また、ゆくはし国際公募彫刻展実行委員会事務局と関係の皆様には、終始さまざまにご尽力いただき、またご心配をおかけしたことに心より感謝とお詫び申し上げます。
今回の制作にあたっては、私の第二の故郷といっていい富山県高岡市の、金屋町や銅器業関係など多くの方々のお世話になり、多大な協力を得ることができました。伝統的な金属工芸品の産地である高岡市は、鋳造工場を始め様々な金属加工技術の一大集積地であり、私自身大学をでた後、十数年にわたり師の槻間秀人氏のもとで、銅器の原型製作の仕事をとおして多くの事を学ばせてもらいました。今回その高岡で数々の専門的な助言や協力を頂き、新たな知己にも恵まれたばかりか、思わぬめぐり合わせもあって行橋市との新たな交流のきっかけにもなったことは、かけがえのない喜びとなりました。
テーマとなった末松謙澄氏は、文化の発信者として自信と度胸に溢れたバイタリティ豊かな人物であったと思います。肖像の制作では氏のそのような前向きな人物像を造形に表現することを心がけました。
今年の年初から構想を練り始め、3月末の応募締め切りに向けてマケットの制作を進めていましたが、時を同じくして世界では新型コロナという未知の災厄に見舞われていました。

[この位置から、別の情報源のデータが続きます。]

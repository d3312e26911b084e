use std::collections::HashMap;

use chrono::{DateTime, Utc};
use nambola_protocol::*;
use rand::seq::IteratorRandom;
use rand::Rng;
use tracing::info;
use uuid::Uuid;

use crate::error::AppError;

#[derive(Debug, Clone)]
struct NameEntry {
    name: String,
    picked_at: Option<DateTime<Utc>>,
    pick_order: Option<u32>,
}

#[derive(Debug, Clone)]
struct TicketRecord {
    id: Uuid,
    grid: Grid,
    player_name: Option<String>,
    assigned: bool,
    status: TicketStatus,
}

#[derive(Debug, Clone, Copy, PartialEq, Eq)]
enum ClaimState {
    Pending,
    Verified,
    Rejected,
}

#[derive(Debug, Clone)]
struct ClaimRecord {
    id: u64,
    ticket_id: Uuid,
    claimed_at: DateTime<Utc>,
    state: ClaimState,
}

/// Whole game state. Callers hold the surrounding mutex for every operation,
/// so each method is one atomic read-modify-write.
#[derive(Debug)]
pub struct Game {
    names: Vec<NameEntry>,
    tickets: Vec<TicketRecord>,
    claims: Vec<ClaimRecord>,
    next_claim_id: u64,
    claim_lock: bool,
    profiles: HashMap<String, Profile>,
}

impl Game {
    /// Pre-generates one ticket per name.
    pub fn new<R: Rng + ?Sized>(
        names: Vec<String>,
        profiles: HashMap<String, Profile>,
        rng: &mut R,
    ) -> Result<Self, TicketError> {
        let grids = pre_generate_tickets(&names, names.len(), rng)?;
        info!("Generated {} tickets", grids.len());

        let tickets = grids
            .into_iter()
            .map(|grid| TicketRecord {
                id: Uuid::new_v4(),
                grid,
                player_name: None,
                assigned: false,
                status: TicketStatus::Active,
            })
            .collect();

        Ok(Self {
            names: names
                .into_iter()
                .map(|name| NameEntry { name, picked_at: None, pick_order: None })
                .collect(),
            tickets,
            claims: Vec::new(),
            next_claim_id: 1,
            claim_lock: false,
            profiles,
        })
    }

    pub fn names(&self) -> Vec<String> {
        self.names.iter().map(|n| n.name.clone()).collect()
    }

    pub fn profile(&self, name: &str) -> Profile {
        self.profiles.get(name).cloned().unwrap_or_default()
    }

    pub fn is_locked(&self) -> bool {
        self.claim_lock
    }

    fn picked_sorted(&self) -> Vec<&NameEntry> {
        let mut picked: Vec<&NameEntry> = self.names.iter().filter(|n| n.pick_order.is_some()).collect();
        picked.sort_by_key(|n| n.pick_order);
        picked
    }

    fn picked_names(&self) -> Vec<String> {
        self.picked_sorted().into_iter().map(|n| n.name.clone()).collect()
    }

    fn find_ticket(&self, ticket_id: &str) -> Option<&TicketRecord> {
        let id = Uuid::parse_str(ticket_id).ok()?;
        self.tickets.iter().find(|t| t.id == id)
    }

    pub fn register(&mut self, player_name: &str) -> Result<RegisterResponse, AppError> {
        let player_name = player_name.trim();
        if player_name.is_empty() {
            return Err(AppError::BadRequest("Name required".into()));
        }

        let ticket = self
            .tickets
            .iter_mut()
            .find(|t| !t.assigned)
            .ok_or_else(|| AppError::BadRequest("Game full".into()))?;

        ticket.assigned = true;
        ticket.player_name = Some(player_name.to_string());
        info!("[REGISTER] {} got ticket {}", player_name, ticket.id);

        Ok(RegisterResponse {
            ticket_id: ticket.id.to_string(),
            grid: Some(ticket.grid.clone()),
            player_name: ticket.player_name.clone(),
        })
    }

    pub fn ticket(&self, ticket_id: &str) -> Result<Ticket, AppError> {
        let ticket = self
            .find_ticket(ticket_id)
            .ok_or_else(|| AppError::NotFound("Ticket not found".into()))?;

        Ok(Ticket {
            ticket_id: Some(ticket.id.to_string()),
            player_name: ticket.player_name.clone(),
            grid: ticket.grid.clone(),
            status: ticket.status,
            picked_names: self.picked_names(),
        })
    }

    pub fn status(&self) -> GameStatus {
        let picked = self.picked_sorted();
        let last_pick_time = picked.last().and_then(|n| n.picked_at).map(|t| t.to_rfc3339());

        GameStatus {
            picked_names: picked
                .iter()
                .filter_map(|n| {
                    Some(PickedName {
                        name: n.name.clone(),
                        order: n.pick_order?,
                        picked_at: n.picked_at.map(|t| t.to_rfc3339()),
                    })
                })
                .collect(),
            is_locked: self.claim_lock,
            winners: self
                .tickets
                .iter()
                .filter(|t| t.status == TicketStatus::Winner)
                .map(|t| Winner {
                    name: t.player_name.clone(),
                    ticket_id: t.id.to_string(),
                })
                .collect(),
            last_pick_time,
        }
    }

    pub fn claim(&mut self, ticket_id: &str) -> ClaimResponse {
        let invalid = ClaimResponse {
            success: false,
            message: Some("Invalid ticket".into()),
            queue_position: None,
        };

        let Some(id) = Uuid::parse_str(ticket_id).ok() else {
            return invalid;
        };
        let Some(ticket) = self.tickets.iter_mut().find(|t| t.id == id) else {
            return invalid;
        };
        if ticket.status != TicketStatus::Active {
            return invalid;
        }

        let now = Utc::now();
        ticket.status = TicketStatus::Claimed;
        let player = ticket.player_name.clone().unwrap_or_default();

        self.claims.push(ClaimRecord {
            id: self.next_claim_id,
            ticket_id: id,
            claimed_at: now,
            state: ClaimState::Pending,
        });
        self.next_claim_id += 1;
        self.claim_lock = true;

        let position = self.pending_count();
        info!("[CLAIM] {} claimed ticket {} (queue position {})", player, id, position);

        ClaimResponse {
            success: true,
            message: None,
            queue_position: Some(position),
        }
    }

    fn pending_count(&self) -> usize {
        self.claims.iter().filter(|c| c.state == ClaimState::Pending).count()
    }

    pub fn pick_name<R: Rng + ?Sized>(&mut self, rng: &mut R) -> Result<PickNameResponse, AppError> {
        let max_order = self.names.iter().filter_map(|n| n.pick_order).max().unwrap_or(0);

        let selected = self
            .names
            .iter_mut()
            .filter(|n| n.pick_order.is_none())
            .choose(rng)
            .ok_or_else(|| AppError::BadRequest("No names left".into()))?;

        selected.pick_order = Some(max_order + 1);
        selected.picked_at = Some(Utc::now());
        let picked_name = selected.name.clone();

        let remaining = self.names.iter().filter(|n| n.pick_order.is_none()).count();
        info!("[PICK] #{} {} ({} remaining)", max_order + 1, picked_name, remaining);

        Ok(PickNameResponse {
            picked_name,
            order: Some(max_order + 1),
            remaining: Some(remaining),
        })
    }

    pub fn pending_claims(&self) -> Vec<PendingClaim> {
        let picked = self.picked_names();
        let mut pending: Vec<&ClaimRecord> = self.claims.iter().filter(|c| c.state == ClaimState::Pending).collect();
        pending.sort_by_key(|c| c.claimed_at);

        pending
            .into_iter()
            .filter_map(|claim| {
                let ticket = self.tickets.iter().find(|t| t.id == claim.ticket_id)?;
                Some(PendingClaim {
                    claim_id: claim.id,
                    ticket_id: Some(ticket.id.to_string()),
                    player_name: ticket.player_name.clone(),
                    grid: ticket.grid.clone(),
                    picked_names: picked.clone(),
                    claimed_at: Some(claim.claimed_at.to_rfc3339()),
                })
            })
            .collect()
    }

    pub fn verify_claim(&mut self, claim_id: u64, is_valid: bool) -> Result<VerifyClaimResponse, AppError> {
        let claim = self
            .claims
            .iter_mut()
            .find(|c| c.id == claim_id)
            .ok_or_else(|| AppError::NotFound("Claim not found".into()))?;
        if claim.state != ClaimState::Pending {
            return Err(AppError::BadRequest("Claim already resolved".into()));
        }

        claim.state = if is_valid { ClaimState::Verified } else { ClaimState::Rejected };
        let ticket_id = claim.ticket_id;

        if let Some(ticket) = self.tickets.iter_mut().find(|t| t.id == ticket_id) {
            ticket.status = if is_valid { TicketStatus::Winner } else { TicketStatus::Active };
            info!(
                "[VERIFY] claim {} for {} → {}",
                claim_id,
                ticket.player_name.as_deref().unwrap_or("?"),
                ticket.status
            );
        }

        if self.pending_count() == 0 {
            self.claim_lock = false;
        }

        Ok(VerifyClaimResponse { success: true, winner: is_valid })
    }

    pub fn reset(&mut self) {
        self.claims.clear();
        for name in &mut self.names {
            name.picked_at = None;
            name.pick_order = None;
        }
        for ticket in &mut self.tickets {
            ticket.assigned = false;
            ticket.status = TicketStatus::Active;
            ticket.player_name = None;
        }
        self.claim_lock = false;
        info!("[RESET] game state wiped");
    }
}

突然世の中が膠着し、決まると思っていた仕事や多くのイベントが失われ不安で心が折れそうになりながらも、末松謙澄氏の力強い姿にすがるような気持ちで応募にこぎつけたのを昨日のことのように思い出します。未だに先が見通せない模索の日々ですが、それでもこの行橋から世界へ向かって羽ばたこうとする若者の背中を、ちょっとでも押して勇気づけられるような像になることを心より願っています。